(The data Opens)
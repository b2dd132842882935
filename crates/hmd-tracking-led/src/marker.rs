//! Marker catalog: where the LEDs sit on the headset and how they blink.

use nalgebra::{Isometry3, Point3, Vector3};
use serde::{Deserialize, Serialize};

use crate::pattern::{PatternTable, CODE_BITS, PATTERN_COUNT};

/// One LED on the tracked device.
#[derive(Clone, Copy, Debug, PartialEq, Serialize, Deserialize)]
pub struct Marker {
    /// 10-bit blink code. Bit `k` is the brightness level during frame
    /// `k mod 10`.
    pub pattern: u16,
    /// Position in model space.
    pub position: Point3<f64>,
    /// Emission direction in model space (unit length after validation).
    pub direction: Vector3<f64>,
}

/// Errors reported while validating a marker catalog.
#[derive(thiserror::Error, Debug, Clone, PartialEq)]
pub enum MarkerModelError {
    #[error("marker catalog is empty")]
    Empty,
    #[error("marker catalog has {0} markers, at most {max} supported", max = PATTERN_COUNT)]
    TooManyMarkers(usize),
    #[error("marker {index} pattern {pattern:#x} does not fit in {bits} bits", bits = CODE_BITS)]
    PatternTooWide { index: usize, pattern: u16 },
    #[error("marker {index} has a zero or non-finite emission direction")]
    InvalidDirection { index: usize },
    #[error("markers {first} and {second} share pattern {pattern:#x}")]
    DuplicatePattern {
        first: usize,
        second: usize,
        pattern: u16,
    },
}

/// A validated catalog plus its code lookup table.
#[derive(Clone, Debug)]
pub struct MarkerModel {
    markers: Vec<Marker>,
    table: PatternTable,
}

impl MarkerModel {
    /// Validate `markers`, normalize their directions and build the
    /// pattern table.
    pub fn new(mut markers: Vec<Marker>) -> Result<Self, MarkerModelError> {
        if markers.is_empty() {
            return Err(MarkerModelError::Empty);
        }
        if markers.len() > PATTERN_COUNT {
            return Err(MarkerModelError::TooManyMarkers(markers.len()));
        }

        let mut owner = vec![None::<usize>; PATTERN_COUNT];
        for (index, marker) in markers.iter_mut().enumerate() {
            if usize::from(marker.pattern) >= PATTERN_COUNT {
                return Err(MarkerModelError::PatternTooWide {
                    index,
                    pattern: marker.pattern,
                });
            }
            let slot = &mut owner[usize::from(marker.pattern)];
            if let Some(first) = *slot {
                return Err(MarkerModelError::DuplicatePattern {
                    first,
                    second: index,
                    pattern: marker.pattern,
                });
            }
            *slot = Some(index);

            let norm = marker.direction.norm();
            if !norm.is_finite() || norm <= f64::EPSILON {
                return Err(MarkerModelError::InvalidDirection { index });
            }
            marker.direction /= norm;
        }

        let table = PatternTable::build(&markers);
        log::debug!(
            "marker model: {} markers, {} resolvable codes",
            markers.len(),
            table.resolvable_codes()
        );
        Ok(Self { markers, table })
    }

    pub fn markers(&self) -> &[Marker] {
        &self.markers
    }

    pub fn len(&self) -> usize {
        self.markers.len()
    }

    pub fn is_empty(&self) -> bool {
        self.markers.is_empty()
    }

    pub fn get(&self, index: usize) -> Option<&Marker> {
        self.markers.get(index)
    }

    pub fn pattern_table(&self) -> &PatternTable {
        &self.table
    }

    /// Marker index for an observed 10-bit code.
    pub fn resolve(&self, code: u16) -> Option<usize> {
        self.table.resolve(code)
    }

    /// Markers facing a camera at the origin, given the model-to-camera
    /// transform, with their camera-space positions.
    ///
    /// A marker faces the camera when its emission direction points back
    /// towards the camera center and it lies in front of the image plane.
    pub fn visible_markers(&self, model_to_camera: &Isometry3<f64>) -> Vec<(usize, Point3<f64>)> {
        self.markers
            .iter()
            .enumerate()
            .filter_map(|(idx, m)| {
                let p = model_to_camera * m.position;
                let d = model_to_camera.rotation * m.direction;
                (p.z > 0.0 && d.dot(&p.coords) < 0.0).then_some((idx, p))
            })
            .collect()
    }
}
(The data Closes)
Retype exactly, please, only the lines of the entries that run from the one containing "direction points back" to the last.

> [Exercise answer]
    /// A marker faces the camera when its emission direction points back
    /// towards the camera center and it lies in front of the image plane.
    pub fn visible_markers(&self, model_to_camera: &Isometry3<f64>) -> Vec<(usize, Point3<f64>)> {
        self.markers
            .iter()
            .enumerate()
            .filter_map(|(idx, m)| {
                let p = model_to_camera * m.position;
                let d = model_to_camera.rotation * m.direction;
                (p.z > 0.0 && d.dot(&p.coords) < 0.0).then_some((idx, p))
            })
            .collect()
    }
}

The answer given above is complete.